Muchos aún sentíamos fresco el recuerdo de aquel diciembre del 2004, cuando Araujo elevó su penal sobre el travesaño quitándonos la ilusión de ser campeones y perdiendo ante el mismo rival por segunda vez en un año.

 

Para los que ya no lo recuerdan, hagamos un poco de memoria.

El campeonato apertura del 2003 había sido ganado por Sporting Cristal que se encontraba disputando las primeras posiciones en el clausura también, pero a falta de 7 fechas de 22 (la tercera parte del campeonato) se inició una huelga de futbolistas a la que se plegaron todos, incluyendo los jugadores de los clubes que estaban al día.

El campeonato no acabó y en enero del 2004, cuando los equipos se encontraban de vacaciones y entre gallos y medianoche la asociación nombró “campeón” del torneo clausura 2003 al equipo que siempre es favorecido en mesa, sí ese mismo, alianza lima y obligó al Cristal a jugar una final contra un equipo que tenía el mérito de no haber ganado ningún torneo.

Para variar en la final también favorecieron a este fracasado equipo expulsando a Araujo y aún así el partido solo se definió en tiempo suplementario.

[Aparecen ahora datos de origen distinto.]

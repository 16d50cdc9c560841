//! Counter-source boundary.
//!
//! The engine does not care how counters are physically read. Anything that
//! can hand back a [`RawCounters`] snapshot implements [`CounterSource`]:
//! the Linux perf backend, a replay of recorded traces, or a test mock.

use std::fmt;
use std::time::Duration;

use crate::common::error::MonitorError;

/// Raw hardware event counts for one sampling interval.
///
/// Counts are those accumulated since the previous read of the same source.
/// Events a source cannot observe are left at zero.
#[derive(Debug, Clone, Copy, Default, PartialEq, Eq)]
pub struct RawCounters {
    /// Instructions retired.
    pub instructions: u64,
    /// Core clock cycles.
    pub cycles: u64,
    /// L1 data cache hits.
    pub l1_hits: u64,
    /// L1 data cache misses.
    pub l1_misses: u64,
    /// L2 (or last-level read) hits.
    pub l2_hits: u64,
    /// L2 (or last-level read) misses.
    pub l2_misses: u64,
    /// L3 hits.
    pub l3_hits: u64,
    /// L3 misses.
    pub l3_misses: u64,
    /// Branch instructions retired.
    pub branches: u64,
    /// Mispredicted branches.
    pub branch_misses: u64,
    /// Prefetch requests observed by the cache.
    pub prefetch_attempts: u64,
    /// Prefetch requests that turned out useful.
    pub prefetch_hits: u64,
}

/// Something that can read hardware performance counters.
///
/// From the controller's point of view a source is stateless: `initialize`
/// is called once, then `read_counters` once per sampling tick.
pub trait CounterSource: Send {
    /// Prepares the counters for a sampling cadence of `interval`.
    ///
    /// # Errors
    ///
    /// Returns an error when the counters cannot be opened (missing privilege,
    /// unsupported platform). Calling again after success is a no-op.
    fn initialize(&mut self, interval: Duration) -> Result<(), MonitorError>;

    /// Reads the counts accumulated since the previous call.
    ///
    /// # Errors
    ///
    /// Returns `MonitorError::NotInitialized` if `initialize` has not
    /// succeeded, or an I/O error from the backend.
    fn read_counters(&mut self) -> Result<RawCounters, MonitorError>;
}

impl fmt::Debug for dyn CounterSource {
    fn fmt(&self, f: &mut fmt::Formatter<'_>) -> fmt::Result {
        f.write_str("CounterSource")
    }
}

/// A counter source for platforms without performance counters.
///
/// Initialization always fails, so a controller built on it runs with
/// adaptation disabled.
#[derive(Debug, Clone, Copy, Default)]
pub struct NullCounterSource;

impl CounterSource for NullCounterSource {
    fn initialize(&mut self, _interval: Duration) -> Result<(), MonitorError> {
        Err(MonitorError::Unsupported)
    }

    fn read_counters(&mut self) -> Result<RawCounters, MonitorError> {
        Err(MonitorError::NotInitialized)
    }
}

impl<S: CounterSource + ?Sized> CounterSource for Box<S> {
    fn initialize(&mut self, interval: Duration) -> Result<(), MonitorError> {
        (**self).initialize(interval)
    }

    fn read_counters(&mut self) -> Result<RawCounters, MonitorError> {
        (**self).read_counters()
    }
}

En el campeonato 2004 nuestro Cristal también ganó el apertura y, en el clausura, cuando ya era inminente otro campeonato más, llegó la deslealtad disfrazada de azul y blanco, para que con una jugada que atenta contra el juego limpio, sacaran ventaja de un balón al bote para remontar un partido en Cusco. Es que no olvidemos que esos eran los tiempos del Alfredo Gonzáles cagón. El mafioso de Cuchi de Souza Ferreyra.

En la final de diciembre de ese año, ocurrió más de lo mismo, roja para Villalta y toda la ventaja para los cagones que ni aun así pudieron. La fatídica ronda de penales nos dejó las grandes atajadas del loco Delgado a Waldir y al innombrable traidor cagón FM, pero no alcanzó.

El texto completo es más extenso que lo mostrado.